Background#
When I was writing LemonVM, the first version was implemented in Rust. At that time, I thought that using Rust would at least ensure memory safety when writing the VM. However, reality told me that it is impossible to guarantee memory safety through static checks when working on such a low-level project, especially when I need to implement garbage collection. As a result, my code was filled with unsafe
and lost one of Rust's greatest advantages - memory safety.
Subsequently, due to design mistakes in the instruction set and overly ambitious goals, the first version of LemonVM was unable to reach a usable stage. Additionally, as the code in my local repository had reached an astonishing 10,000 lines, I decided to redesign it. Thus, the journey of the second version began.
Starting Over#
After starting the second version, I extensively refactored the original instruction set and bytecode loading. The first version of LemonVM was inspired by the LUA VM, but due to the small size of the LUA language, the functionality of the VM was limited and trivial, making it unsuitable for complex tasks. Therefore, in the second version, I directly borrowed from the JVM. However, since the JVM is based on stack-based bytecode rather than register-based bytecode, I borrowed the execution model from Dalvik and the loading model from JVM to create the second version.

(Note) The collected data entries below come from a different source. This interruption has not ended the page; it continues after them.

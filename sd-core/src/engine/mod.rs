//! Sensor engine
//!
//! Value filtering, threshold evaluation, health tracking and the
//! [`SensorCore`] that ties them to a published object.

mod access;
mod availability;
mod instrumentation;
mod sensor;
mod threshold;
mod value;

pub use access::AccessPolicy;
pub use availability::{AvailabilityTracker, ErrorOutcome, PowerState, PowerStatus};
pub use instrumentation::Instrumentation;
pub use sensor::{
    ExternalSetHook, OverrideState, SensorContext, SensorCore, SensorDefinition, SensorIdentity,
};
pub use threshold::{AlarmEdge, Threshold, ThresholdSet};
pub use value::{should_publish, SensorValue};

Through the examples provided by @HoshinoTented and me, it was discovered that the efficiency of LemonVM's second version was 50 times higher than Python's. This indicates that there must be some significant overhead. After investigation, I found that the excessive use of heap allocation and a naive implementation of garbage collection were the main causes. Additionally, Rust's Iter
and Match
had a significant impact on CPU branch prediction, resulting in extremely low runtime efficiency. The optimization methods include:
- Rewriting the implementation of all instructions
- Manual management of all heap allocations
- Avoiding the use of Rust's standard library (STD)

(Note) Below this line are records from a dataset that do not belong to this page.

//! Functional / Available health tracking and power-state gating
//!
//! - **Functional** drops after `error_threshold` consecutive failed reads and
//!   recovers on the very next good reading.
//! - **Available** follows the power domain and explicit availability writes.

use serde::{Deserialize, Serialize};
use std::sync::atomic::{AtomicBool, Ordering};
use std::sync::Arc;

use crate::constants::sensor as sensor_const;

/// Chassis power condition a sensor needs before its readings mean anything
#[derive(Debug, Clone, Copy, PartialEq, Eq, Default, Serialize, Deserialize)]
pub enum PowerState {
    #[default]
    Always,
    On,
    BiosPost,
}

impl PowerState {
    pub fn reading_allowed(self, status: &PowerStatus) -> bool {
        match self {
            PowerState::Always => true,
            PowerState::On => status.is_power_on(),
            PowerState::BiosPost => status.is_power_on() && status.has_bios_post(),
        }
    }
}

#[derive(Debug, Default)]
struct PowerFlags {
    pgood: AtomicBool,
    post_complete: AtomicBool,
}

/// Shared chassis power status, updated by the power-control signal handler
#[derive(Debug, Clone, Default)]
pub struct PowerStatus {
    flags: Arc<PowerFlags>,
}

impl PowerStatus {
    pub fn new() -> Self {
        Self::default()
    }

    pub fn set_power_on(&self, on: bool) {
        self.flags.pgood.store(on, Ordering::SeqCst);
    }

    pub fn set_post_complete(&self, complete: bool) {
        self.flags.post_complete.store(complete, Ordering::SeqCst);
    }

    pub fn is_power_on(&self) -> bool {
        self.flags.pgood.load(Ordering::SeqCst)
    }

    pub fn has_bios_post(&self) -> bool {
        self.flags.post_complete.load(Ordering::SeqCst)
    }
}

/// Result of recording one failed read
#[derive(Debug, Clone, Copy, PartialEq, Eq)]
pub enum ErrorOutcome {
    /// Counted, still below the threshold
    Counted(usize),
    /// This error reached the threshold; the sensor must be marked non-functional
    Escalated,
    /// Already escalated; further errors are ignored until a good read
    Saturated,
}

#[derive(Debug, Clone)]
pub struct AvailabilityTracker {
    error_count: usize,
    error_threshold: usize,
    functional: bool,
    available: bool,
}

impl AvailabilityTracker {
    pub fn new() -> Self {
        Self::with_error_threshold(sensor_const::ERROR_THRESHOLD)
    }

    pub fn with_error_threshold(error_threshold: usize) -> Self {
        Self {
            error_count: 0,
            error_threshold: error_threshold.max(1),
            functional: true,
            available: true,
        }
    }

    pub fn record_error(&mut self) -> ErrorOutcome {
        if self.error_count >= self.error_threshold {
            return ErrorOutcome::Saturated;
        }
        self.error_count += 1;
        if self.error_count == self.error_threshold {
            ErrorOutcome::Escalated
        } else {
            ErrorOutcome::Counted(self.error_count)
        }
    }

    /// Returns true if the flag changed
    pub fn set_functional(&mut self, functional: bool) -> bool {
        if functional {
            self.error_count = 0;
        }
        let changed = self.functional != functional;
        self.functional = functional;
        changed
    }

    /// Returns true if the flag changed. Always resets the error count.
    pub fn set_available(&mut self, available: bool) -> bool {
        self.error_count = 0;
        let changed = self.available != available;
        self.available = available;
        changed
    }

    pub fn error_count(&self) -> usize {
        self.error_count
    }

    pub fn error_threshold(&self) -> usize {
        self.error_threshold
    }

    pub fn is_functional(&self) -> bool {
        self.functional
    }

    pub fn is_available(&self) -> bool {
        self.available
    }
}

impl Default for AvailabilityTracker {
    fn default() -> Self {
        Self::new()
    }
}

#[cfg(test)]
mod tests {
    use super::*;

    #[test]
    fn test_escalates_exactly_at_threshold() {
        let mut t = AvailabilityTracker::new();
        for i in 1..5 {
            assert_eq!(t.record_error(), ErrorOutcome::Counted(i));
        }
        assert_eq!(t.record_error(), ErrorOutcome::Escalated);
        assert_eq!(t.record_error(), ErrorOutcome::Saturated);
        assert_eq!(t.error_count(), 5);
    }

    #[test]
    fn test_good_read_resets_count() {
        let mut t = AvailabilityTracker::with_error_threshold(3);
        t.record_error();
        t.record_error();
        t.set_functional(true);
        assert_eq!(t.error_count(), 0);
        assert_eq!(t.record_error(), ErrorOutcome::Counted(1));
    }

    #[test]
    fn test_flag_changes_reported_once() {
        let mut t = AvailabilityTracker::new();
        assert!(!t.set_available(true));
        assert!(t.set_available(false));
        assert!(!t.set_available(false));
        assert!(t.set_functional(false));
        assert!(!t.set_functional(false));
        assert!(t.set_functional(true));
    }

    #[test]
    fn test_power_gating() {
        let status = PowerStatus::new();
        assert!(PowerState::Always.reading_allowed(&status));
        assert!(!PowerState::On.reading_allowed(&status));

        status.set_power_on(true);
        assert!(PowerState::On.reading_allowed(&status));
        assert!(!PowerState::BiosPost.reading_allowed(&status));

        status.set_post_complete(true);
        assert!(PowerState::BiosPost.reading_allowed(&status));

        status.set_power_on(false);
        assert!(!PowerState::BiosPost.reading_allowed(&status));
    }

    #[test]
    fn test_power_status_shared_between_clones() {
        let a = PowerStatus::new();
        let b = a.clone();
        a.set_power_on(true);
        assert!(b.is_power_on());
    }
}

- More fine-grained control of branch flow
The first method can be skipped as the project is currently in the prototype stage. The second method is almost impossible in Rust, and the same goes for the third method. As for the fourth method, Rust does not have goto
or label as var
, so it is impossible to control branch prediction or manually optimize instruction dispatch.
LemonVM on My Mind#
Therefore, LemonVM started a "re-re-design". This time, I chose C as the development language. Indeed, these four problems were easily solved, but I encountered a bigger issue - extremely low development efficiency. Additionally, for use cases that are not performance-sensitive, C lacks a standard library, so I need to implement basic data structures such as hash tables and vectors myself. This has made my work exceptionally slow. Furthermore, C's build tools are simply... disgusting. Moreover, enabling extensions means that it cannot be compiled on certain garbage MSVC, which means I lost the original intention of cross-platform compatibility. I feel very frustrated, so recently I have been trying a new solution. First, I will use Rust to complete tasks that are not performance-sensitive but highly dependent on the standard library (such as bytecode loading, garbage collection, and thread pools). Then, I will use C to optimize the core logic (such as instruction dispatch, CPU branch prediction optimization, register mapping, and stack mapping). Because writing MOVABSQ
in ASM with Rust in X64 mode depends on the compiler's mood, I really can't do it.

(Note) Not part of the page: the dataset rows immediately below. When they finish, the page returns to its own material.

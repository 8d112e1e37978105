//! Unified error handling for sensord
//!
//! This crate provides a single error type used across all sensord components.
//! It uses thiserror for ergonomic error definitions with proper Display and Error trait impls.

use std::io;
use std::path::PathBuf;

/// Result type alias using SensorError
pub type Result<T> = std::result::Result<T, SensorError>;

/// Unified error type for all sensord operations
#[derive(thiserror::Error, Debug)]
pub enum SensorError {
    // ============================================================================
    // I/O and File System Errors
    // ============================================================================
    #[error("I/O error: {0}")]
    Io(#[from] io::Error),

    #[error("Failed to read file {path}: {source}")]
    FileRead {
        path: PathBuf,
        source: io::Error,
    },

    #[error("Failed to write file {path}: {source}")]
    FileWrite {
        path: PathBuf,
        source: io::Error,
    },

    #[error("File too large: {path} ({size} bytes, max {max_size} bytes)")]
    FileTooLarge {
        path: PathBuf,
        size: u64,
        max_size: u64,
    },

    // ============================================================================
    // Reading Errors
    // ============================================================================
    #[error("Failed to read sensor {sensor}: {reason}")]
    Read {
        sensor: String,
        reason: String,
    },

    #[error("Malformed reading from {path}: {content:?}")]
    MalformedReading {
        path: PathBuf,
        content: String,
    },

    // ============================================================================
    // Configuration Errors
    // ============================================================================
    #[error("Configuration error: {0}")]
    Config(String),

    #[error("Failed to parse JSON: {0}")]
    JsonParse(#[from] serde_json::Error),

    #[error("Invalid configuration value for {field}: {reason}")]
    InvalidConfig {
        field: String,
        reason: String,
    },

    #[error("Invalid threshold {name}: {reason}")]
    InvalidThreshold {
        name: String,
        reason: String,
    },

    #[error("Units not in allow list: {0}")]
    UnitsNotAllowed(String),

    #[error("Invalid sensor name: {0}")]
    InvalidSensorName(String),

    // ============================================================================
    // Access and Bus Errors
    // ============================================================================
    #[error("Permission denied: {0}")]
    PermissionDenied(String),

    #[error("Publish failed for {path}: {reason}")]
    Publish {
        path: String,
        reason: String,
    },

    // ============================================================================
    // Generic Errors
    // ============================================================================
    #[error("{0}")]
    Generic(String),
}

impl SensorError {
    /// Create a generic error from a string
    pub fn generic(msg: impl Into<String>) -> Self {
        Self::Generic(msg.into())
    }

    /// Create a config error from a string
    pub fn config(msg: impl Into<String>) -> Self {
        Self::Config(msg.into())
    }

    /// Create an invalid config error for a named field
    pub fn invalid_config(field: impl Into<String>, reason: impl Into<String>) -> Self {
        Self::InvalidConfig {
            field: field.into(),
            reason: reason.into(),
        }
    }

    /// Create an invalid threshold error
    pub fn invalid_threshold(name: impl Into<String>, reason: impl Into<String>) -> Self {
        Self::InvalidThreshold {
            name: name.into(),
            reason: reason.into(),
        }
    }

    /// Create a read error for a sensor
    pub fn read(sensor: impl Into<String>, reason: impl Into<String>) -> Self {
        Self::Read {
            sensor: sensor.into(),
            reason: reason.into(),
        }
    }

    /// True for errors raised while validating a sensor definition
    pub fn is_config_error(&self) -> bool {
        matches!(
            self,
            Self::Config(_)
                | Self::InvalidConfig { .. }
                | Self::InvalidThreshold { .. }
                | Self::UnitsNotAllowed(_)
                | Self::InvalidSensorName(_)
                | Self::JsonParse(_)
        )
    }
}

// Allow converting from String to SensorError
impl From<String> for SensorError {
    fn from(s: String) -> Self {
        Self::Generic(s)
    }
}

// Allow converting from &str to SensorError
impl From<&str> for SensorError {
    fn from(s: &str) -> Self {
        Self::Generic(s.to_string())
    }
}

#[cfg(test)]
mod tests {
    use super::*;

    #[test]
    fn test_config_error_classification() {
        assert!(SensorError::invalid_threshold("WarningHigh", "NaN").is_config_error());
        assert!(SensorError::UnitsNotAllowed("Furlongs".into()).is_config_error());
        assert!(!SensorError::PermissionDenied("Value".into()).is_config_error());
        assert!(!SensorError::read("cpu0", "EIO").is_config_error());
    }

    #[test]
    fn test_display() {
        let err = SensorError::invalid_config("MaxReading", "must exceed MinReading");
        assert_eq!(
            err.to_string(),
            "Invalid configuration value for MaxReading: must exceed MinReading"
        );
    }
}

Prospects for Future Low-Level Programming Languages#
Today, Bingbing excitedly told me that as a low-level programming language, we must have goto
and label
. So far, I have been very consistent with this idea. However, as a high-level language, we must have advanced abstractions, which may undermine the low-level characteristics of the language. Bingbing and I noticed that the F* language uses lattices to divide the language into different parts for low-level operations, which has given us great inspiration.
Unsafe Rust is NOT UNSAFE enough, Safe Rust is NOT SAFE enough
Therefore, I hope that in the future, a language can be introduced that allows controlled adjustment of how low-level features are used, instead of relying on the compiler's mood like C, and certainly not ending up with a mishmash of unsafe features like Rust without even having GOTO.